==== DATA RECORDS

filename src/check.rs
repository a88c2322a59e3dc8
//! Precache verification against a built output directory.
//!
//! Installs and activates a [`CacheController`] whose network is the output
//! directory itself, so every precache entry the deployed site could not
//! serve shows up before release instead of as a warning in a browser.

use crate::{
    cache::{CacheController, CacheStorage, DirectoryNetwork, InstallOutcome},
    config::SiteConfig,
    log,
};
use anyhow::{Context, Result, bail};
use std::sync::Arc;
use url::Url;

/// Check the precache manifest against `config.build.output`.
///
/// Returns the number of entries stored, or an error listing how many
/// entries are missing.
pub fn check_site(config: &SiteConfig) -> Result<usize> {
    let runtime = tokio::runtime::Builder::new_current_thread()
        .enable_time()
        .build()
        .context("Failed to start async runtime")?;

    let outcome = runtime.block_on(install_against_output(config))?;
    let total = config.cache.precache.len();

    if !outcome.missed.is_empty() {
        bail!(
            "{} of {} precache entries are missing from {}",
            outcome.missed.len(),
            total,
            config.output_dir().display()
        );
    }

    log!("check"; "all {} precache entries served by {}", outcome.stored, config.cache.bucket_name());
    Ok(outcome.stored)
}

async fn install_against_output(config: &SiteConfig) -> Result<InstallOutcome> {
    let output = config.output_dir();
    if !output.is_dir() {
        bail!(
            "Output directory {} not found, run `lander build` first",
            output.display()
        );
    }

    let origin = Url::parse(&config.cache.scope)
        .with_context(|| format!("Invalid cache scope `{}`", config.cache.scope))?;
    let network = Arc::new(DirectoryNetwork::new(&output, origin));
    let controller = CacheController::new(&config.cache, CacheStorage::new(), network)?;

    let outcome = controller.install().await?;
    controller.activate().await?;

    for miss in &outcome.missed {
        log!("check"; "missing {} ({})", miss.url, miss.reason);
    }
    Ok(outcome)
}

#[cfg(test)]
mod tests {
    use super::*;
    use std::fs;
    use tempfile::tempdir;

    fn config(root: &std::path::Path, precache: &[&str]) -> SiteConfig {
        let mut config = SiteConfig::default();
        config.root = root.to_path_buf();
        config.cache.precache = precache.iter().map(|p| (*p).to_owned()).collect();
        config
    }

    #[test]
    fn test_check_passes_when_all_entries_exist() {
        let dir = tempdir().unwrap();
        let output = dir.path().join("dist");
        fs::create_dir_all(output.join("css")).unwrap();
        fs::write(output.join("index.html"), "<html>").unwrap();
        fs::write(output.join("css/styles.css"), "body{}").unwrap();

        let config = config(dir.path(), &["./index.html", "./css/styles.css"]);
        assert_eq!(check_site(&config).unwrap(), 2);
    }

    #[test]
    fn test_check_reports_missing_entries() {
        let dir = tempdir().unwrap();
        let output = dir.path().join("dist");
        fs::create_dir_all(&output).unwrap();
        fs::write(output.join("index.html"), "<html>").unwrap();

        let config = config(dir.path(), &["./index.html", "./favicon.ico", "./favicon.svg"]);
        let err = check_site(&config).unwrap_err();
        assert!(err.to_string().starts_with("2 of 3 precache entries are missing"));
    }

    #[tokio::test]
    async fn test_install_lists_missing_urls() {
        let dir = tempdir().unwrap();
        fs::create_dir_all(dir.path().join("dist")).unwrap();

        let config = config(dir.path(), &["./img/logo.png"]);
        let outcome = install_against_output(&config).await.unwrap();
        assert_eq!(outcome.missed.len(), 1);
        assert_eq!(outcome.missed[0].url, "http://localhost/img/logo.png");
    }

    #[test]
    fn test_check_without_build_output() {
        let dir = tempdir().unwrap();
        let config = config(dir.path(), &["./index.html"]);
        let err = check_site(&config).unwrap_err();
        assert!(err.to_string().contains("lander build"));
    }
}
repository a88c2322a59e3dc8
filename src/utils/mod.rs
//! Utility modules for the site builder.

pub mod mime;
pub mod minify;
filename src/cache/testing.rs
//! In-memory network for controller tests.

use super::{
    CacheError, Network,
    request::{Request, Response},
};
use parking_lot::Mutex;
use rustc_hash::FxHashMap;
use std::sync::{
    Arc,
    atomic::{AtomicBool, AtomicUsize, Ordering},
};
use tokio::sync::Notify;

/// Answers from a route table, counts calls, and can go offline or be
/// held at a gate until the test releases it.
#[derive(Debug, Default)]
pub struct StubNetwork {
    routes: Mutex<FxHashMap<String, Vec<u8>>>,
    calls: AtomicUsize,
    offline: AtomicBool,
    gate: Option<Arc<Notify>>,
}

impl StubNetwork {
    pub fn new() -> Self {
        Self::default()
    }

    pub fn route(self, url: &str, body: &str) -> Self {
        self.set_route(url, body);
        self
    }

    /// Hold every fetch until `gate` is notified.
    pub fn gated(mut self, gate: Arc<Notify>) -> Self {
        self.gate = Some(gate);
        self
    }

    pub fn set_route(&self, url: &str, body: &str) {
        self.routes
            .lock()
            .insert(url.to_owned(), body.as_bytes().to_vec());
    }

    pub fn set_offline(&self, offline: bool) {
        self.offline.store(offline, Ordering::SeqCst);
    }

    pub fn calls(&self) -> usize {
        self.calls.load(Ordering::SeqCst)
    }
}

impl Network for StubNetwork {
    async fn fetch(&self, request: &Request) -> Result<Response, CacheError> {
        self.calls.fetch_add(1, Ordering::SeqCst);
        if let Some(gate) = &self.gate {
            gate.notified().await;
        }
        if self.offline.load(Ordering::SeqCst) {
            return Err(CacheError::NetworkFetchFailure {
                url: request.url.to_string(),
                reason: "offline".into(),
            });
        }

        let body = self.routes.lock().get(request.url.as_str()).cloned();
        Ok(match body {
            Some(body) => Response::new(200, body),
            None => Response::new(404, b"".as_slice()),
        })
    }
}
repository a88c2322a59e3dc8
//! Configuration error types.

use std::path::PathBuf;
use thiserror::Error;

/// Configuration-related errors
#[derive(Debug, Error)]
pub enum ConfigError {
    #[error("IO error when reading `{0}`")]
    Io(PathBuf, #[source] std::io::Error),

    #[error("Config file parsing error")]
    Toml(#[from] toml::de::Error),

    #[error("Config validation error: {0}")]
    Validation(String),
}
use super::BuildError;
use super::rewrite::relativize_manifest;
use std::fs;
use std::path::{Path, PathBuf};
use walkdir::WalkDir;

/// Files to ignore during directory traversal
pub const IGNORED_FILES: &[&str] = &[".DS_Store"];

/// Result of the best-effort copy phase.
#[derive(Debug, Default)]
pub struct CopyReport {
    pub copied: usize,
    pub failures: Vec<BuildError>,
}

impl CopyReport {
    fn record(&mut self, result: Result<(), BuildError>) {
        match result {
            Ok(()) => self.copied += 1,
            Err(err) => self.failures.push(err),
        }
    }
}

/// Copy one file, creating parent directories as needed.
pub fn copy_file(src: &Path, dest: &Path) -> Result<(), BuildError> {
    let copy = || -> std::io::Result<()> {
        if let Some(parent) = dest.parent() {
            fs::create_dir_all(parent)?;
        }
        fs::copy(src, dest)?;
        Ok(())
    };
    copy().map_err(|source| BuildError::StaticAssetCopyFailure {
        path: src.to_path_buf(),
        source,
    })
}

/// Copy a directory tree. A missing source directory is skipped.
pub fn copy_dir(src: &Path, dest: &Path, report: &mut CopyReport) {
    if !src.is_dir() {
        return;
    }

    for entry in WalkDir::new(src) {
        let entry = match entry {
            Ok(entry) => entry,
            Err(err) => {
                let path = err.path().map_or_else(|| src.to_path_buf(), PathBuf::from);
                report.failures.push(BuildError::StaticAssetCopyFailure {
                    path,
                    source: err.into(),
                });
                continue;
            }
        };

        let name = entry.file_name().to_str().unwrap_or_default();
        if !entry.file_type().is_file() || IGNORED_FILES.contains(&name) {
            continue;
        }

        // WalkDir only yields paths under `src`
        let Ok(rel) = entry.path().strip_prefix(src) else {
            continue;
        };
        report.record(copy_file(entry.path(), &dest.join(rel)));
    }
}

/// Copy individually listed files from `root` into `output`.
pub fn copy_files(root: &Path, output: &Path, files: &[PathBuf], report: &mut CopyReport) {
    for file in files {
        report.record(copy_file(&root.join(file), &output.join(file)));
    }
}

/// Write the web manifest with its icon paths made relative.
pub fn write_manifest(root: &Path, output: &Path, manifest: &Path, report: &mut CopyReport) {
    let src = root.join(manifest);
    let dest = output.join(manifest);

    let rewrite = || -> std::io::Result<()> {
        let content = fs::read_to_string(&src)?;
        if let Some(parent) = dest.parent() {
            fs::create_dir_all(parent)?;
        }
        fs::write(&dest, relativize_manifest(&content).as_bytes())
    };

    report.record(
        rewrite().map_err(|source| BuildError::StaticAssetCopyFailure { path: src, source }),
    );
}

#[cfg(test)]
mod tests {
    use super::*;
    use tempfile::tempdir;

    #[test]
    fn test_copy_dir_recursive() {
        let src = tempdir().unwrap();
        let dest = tempdir().unwrap();
        fs::create_dir_all(src.path().join("icons")).unwrap();
        fs::write(src.path().join("logo.png"), b"png").unwrap();
        fs::write(src.path().join("icons/a.svg"), b"<svg/>").unwrap();
        fs::write(src.path().join(".DS_Store"), b"").unwrap();

        let mut report = CopyReport::default();
        copy_dir(src.path(), &dest.path().join("img"), &mut report);

        assert_eq!(report.copied, 2);
        assert!(report.failures.is_empty());
        assert_eq!(fs::read(dest.path().join("img/icons/a.svg")).unwrap(), b"<svg/>");
        assert!(!dest.path().join("img/.DS_Store").exists());
    }

    #[test]
    fn test_copy_dir_missing_is_skipped() {
        let dest = tempdir().unwrap();
        let mut report = CopyReport::default();
        copy_dir(&dest.path().join("nope"), &dest.path().join("out"), &mut report);

        assert_eq!(report.copied, 0);
        assert!(report.failures.is_empty());
    }

    #[test]
    fn test_copy_files_records_missing_and_continues() {
        let root = tempdir().unwrap();
        let out = tempdir().unwrap();
        fs::write(root.path().join("robots.txt"), "User-agent: *").unwrap();

        let files = vec![PathBuf::from("favicon.ico"), PathBuf::from("robots.txt")];
        let mut report = CopyReport::default();
        copy_files(root.path(), out.path(), &files, &mut report);

        assert_eq!(report.copied, 1);
        assert_eq!(report.failures.len(), 1);
        assert!(matches!(
            &report.failures[0],
            BuildError::StaticAssetCopyFailure { path, .. } if path.ends_with("favicon.ico")
        ));
        assert!(out.path().join("robots.txt").exists());
    }

    #[test]
    fn test_write_manifest_relativizes_icons() {
        let root = tempdir().unwrap();
        let out = tempdir().unwrap();
        fs::write(
            root.path().join("site.webmanifest"),
            r#"{"icons":[{"src":"/web-app-manifest-512x512.png"}]}"#,
        )
        .unwrap();

        let mut report = CopyReport::default();
        write_manifest(root.path(), out.path(), Path::new("site.webmanifest"), &mut report);

        assert_eq!(report.copied, 1);
        assert_eq!(
            fs::read_to_string(out.path().join("site.webmanifest")).unwrap(),
            r#"{"icons":[{"src":"./web-app-manifest-512x512.png"}]}"#
        );
    }
}
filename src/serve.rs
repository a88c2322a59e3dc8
//! Preview server for the build output.
//!
//! A lightweight HTTP server built on `tiny_http`:
//!
//! - Static file serving from the build output directory
//! - Automatic `index.html` resolution for directories
//! - A contact endpoint stand-in (see [`crate::contact`])
//! - Graceful shutdown on Ctrl+C
//!
//! ```text
//! request ──► contact endpoint?  ──yes──► ContactEndpoint::submit ──► JSON / HTML
//!                    │
//!                    no
//!                    ▼
//!             file under output ──► 200 with guessed content type
//!                    │
//!                    ▼
//!                   404
//! ```

use crate::{
    config::SiteConfig,
    contact::{ContactEndpoint, Outcome, Reply, wants_json},
    log,
    utils::mime::guess_content_type,
};
use anyhow::{Context, Result, anyhow};
use std::{
    fs,
    io::{Cursor, Read},
    net::{IpAddr, Ipv4Addr, SocketAddr},
    path::{Component, Path, PathBuf},
    sync::Arc,
};
use tiny_http::{Header, Request, Response, Server, StatusCode};

/// Try binding to port, retry with incremented port if in use
const MAX_PORT_RETRIES: u16 = 10;

/// Start the preview server. Blocks until Ctrl+C is received.
pub fn serve_site(config: &SiteConfig) -> Result<()> {
    let interface: IpAddr = config
        .serve
        .interface
        .parse()
        .with_context(|| format!("Invalid interface `{}`", config.serve.interface))?;

    let (server, addr) = try_bind_port(interface, config.serve.port, MAX_PORT_RETRIES)?;
    let server = Arc::new(server);

    let server_for_signal = Arc::clone(&server);
    ctrlc::set_handler(move || {
        log!("serve"; "shutting down...");
        server_for_signal.unblock();
    })
    .context("Failed to set Ctrl+C handler")?;

    log!("serve"; "http://{}", addr);
    log!("contact"; "POST http://{}{} (mail is not sent)", addr, config.serve.contact_endpoint);

    let site = Site {
        root: config.output_dir(),
        contact_endpoint: config.serve.contact_endpoint.clone(),
        contact: ContactEndpoint::default(),
    };

    for request in server.incoming_requests() {
        if let Err(e) = site.handle(request) {
            log!("serve"; "request error: {e}");
        }
    }

    Ok(())
}

/// Try to bind to a port, retrying with incremented port numbers if in use.
fn try_bind_port(interface: IpAddr, base_port: u16, max_retries: u16) -> Result<(Server, SocketAddr)> {
    let mut last_error = None;
    for offset in 0..max_retries {
        let port = base_port.saturating_add(offset);
        let addr = SocketAddr::new(interface, port);

        match Server::http(addr) {
            Ok(server) => {
                if offset > 0 {
                    log!("serve"; "port {} in use, using {} instead", base_port, port);
                }
                return Ok((server, addr));
            }
            Err(e) => last_error = Some(e),
        }
    }

    Err(anyhow!(
        "Failed to bind after {} attempts (ports {}-{}): {}",
        max_retries,
        base_port,
        base_port.saturating_add(max_retries.saturating_sub(1)),
        last_error.map_or_else(|| "no attempt made".to_owned(), |e| e.to_string())
    ))
}

/// Everything a request handler needs.
struct Site {
    root: PathBuf,
    contact_endpoint: String,
    contact: ContactEndpoint,
}

impl Site {
    /// Handle a single HTTP request.
    fn handle(&self, mut request: Request) -> Result<()> {
        let url_path = request_path(request.url());

        if url_path == self.contact_endpoint {
            let reply = self.submit_contact(&mut request);
            log!("contact"; "{} {} → {}", request.method(), url_path, reply.status);
            return respond(request, reply.status, reply.content_type, reply.body.into_bytes());
        }

        match resolve_file(&self.root, &url_path) {
            Some(path) => serve_file(request, &path),
            None => serve_not_found(request),
        }
    }

    fn submit_contact(&self, request: &mut Request) -> Reply {
        let header = |name: &'static str| {
            request
                .headers()
                .iter()
                .find(|h| h.field.equiv(name))
                .map(|h| h.value.as_str().to_owned())
        };
        let json = wants_json(header("Accept").as_deref(), header("X-Requested-With").as_deref());

        let method = request.method().as_str().to_owned();
        let addr = request
            .remote_addr()
            .map_or(IpAddr::V4(Ipv4Addr::UNSPECIFIED), SocketAddr::ip);

        let mut body = String::new();
        if let Err(e) = request.as_reader().read_to_string(&mut body) {
            log!("contact"; "failed to read body: {e}");
            return Outcome::Failed.reply(json);
        }

        self.contact.submit(&method, addr, &body).reply(json)
    }
}

/// Decoded URL path without the query string.
fn request_path(url: &str) -> String {
    let without_query = url.split(['?', '#']).next().unwrap_or(url);
    urlencoding::decode(without_query)
        .map(std::borrow::Cow::into_owned)
        .unwrap_or_else(|_| without_query.to_owned())
}

/// Map a URL path to an existing file under `root`, resolving directories
/// to their `index.html`. Parent and root components are dropped.
fn resolve_file(root: &Path, url_path: &str) -> Option<PathBuf> {
    let rel: PathBuf = Path::new(url_path.trim_matches('/'))
        .components()
        .filter(|c| matches!(c, Component::Normal(_)))
        .collect();
    let local = root.join(rel);

    if local.is_file() {
        return Some(local);
    }
    let index = local.join("index.html");
    index.is_file().then_some(index)
}

fn respond(request: Request, status: u16, content_type: &str, body: Vec<u8>) -> Result<()> {
    let header = Header::from_bytes("Content-Type", content_type)
        .map_err(|_| anyhow!("invalid content type `{content_type}`"))?;
    let response = Response::from_data(body)
        .with_status_code(StatusCode(status))
        .with_header(header);
    request.respond(response)?;
    Ok(())
}

/// Serve a file with appropriate content type.
fn serve_file(request: Request, path: &Path) -> Result<()> {
    let content = fs::read(path).with_context(|| format!("Failed to read {}", path.display()))?;
    respond(request, 200, guess_content_type(path), content)
}

/// Serve 404 Not Found response.
fn serve_not_found(request: Request) -> Result<()> {
    let header = Header::from_bytes("Content-Type", "text/plain")
        .map_err(|_| anyhow!("invalid content type"))?;
    let response = Response::new(
        StatusCode(404),
        vec![header],
        Cursor::new("404 Not Found"),
        Some(13),
        None,
    );
    request.respond(response)?;
    Ok(())
}
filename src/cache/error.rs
//! Cache controller error types.

use super::WorkerState;
use thiserror::Error;

/// One precache manifest entry that could not be stored.
#[derive(Debug, Clone, PartialEq, Eq)]
pub struct PrecacheMiss {
    pub url: String,
    pub reason: String,
}

#[derive(Debug, Error)]
pub enum CacheError {
    #[error("precache failed for {} of {} assets", .failed.len(), .total)]
    PrecacheAssetFailure {
        failed: Vec<PrecacheMiss>,
        total: usize,
    },

    #[error("network fetch failed for `{url}`: {reason}")]
    NetworkFetchFailure { url: String, reason: String },

    #[error("cannot {action} while {state:?}")]
    InvalidTransition {
        action: &'static str,
        state: WorkerState,
    },

    #[error("invalid url `{0}`")]
    InvalidUrl(String, #[source] url::ParseError),
}
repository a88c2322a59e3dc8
//! Content type detection shared by the preview server and the
//! directory-backed cache network.

use std::path::Path;

/// Guess MIME content type from file extension.
///
/// Returns `application/octet-stream` for unknown extensions.
pub fn guess_content_type(path: &Path) -> &'static str {
    match path.extension().and_then(|e| e.to_str()) {
        // Web content
        Some("html" | "htm") => "text/html; charset=utf-8",
        Some("css") => "text/css; charset=utf-8",
        Some("js" | "mjs") => "application/javascript; charset=utf-8",
        Some("json") => "application/json; charset=utf-8",
        Some("webmanifest") => "application/manifest+json; charset=utf-8",
        Some("xml") => "application/xml; charset=utf-8",

        // Images
        Some("svg") => "image/svg+xml",
        Some("png") => "image/png",
        Some("jpg" | "jpeg") => "image/jpeg",
        Some("gif") => "image/gif",
        Some("webp") => "image/webp",
        Some("avif") => "image/avif",
        Some("ico") => "image/x-icon",

        // Fonts
        Some("woff") => "font/woff",
        Some("woff2") => "font/woff2",
        Some("ttf") => "font/ttf",
        Some("otf") => "font/otf",

        Some("txt") => "text/plain; charset=utf-8",

        // Default binary
        _ => "application/octet-stream",
    }
}

#[cfg(test)]
mod tests {
    use super::*;

    #[test]
    fn test_guess_content_type() {
        assert_eq!(guess_content_type(Path::new("index.html")), "text/html; charset=utf-8");
        assert_eq!(guess_content_type(Path::new("css/styles.css")), "text/css; charset=utf-8");
        assert_eq!(
            guess_content_type(Path::new("site.webmanifest")),
            "application/manifest+json; charset=utf-8"
        );
        assert_eq!(guess_content_type(Path::new("favicon.ico")), "image/x-icon");
        assert_eq!(guess_content_type(Path::new("blob")), "application/octet-stream");
    }
}
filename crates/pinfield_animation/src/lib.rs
//! Pinfield Animation
//!
//! Animation primitives for the pinfield widget library:
//!
//! - **Spring Physics**: RK4-integrated springs with stiffness, damping, mass
//! - **Easing**: curves for timed animations
//! - **Tweens**: single-segment fixed-duration animations over
//!   interpolatable values
//!
//! Animations here are passive values: the embedder steps them each
//! frame with a delta time, and logical widget state never waits on
//! them.

pub mod easing;
pub mod spring;
pub mod values;

pub use easing::Easing;
pub use spring::{Spring, SpringConfig};
pub use values::{Interpolate, Tween};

========

WORK REQUEST: Your answer must be one number: how many lines of the data contain "copied".

EXERCISE RESULT: 6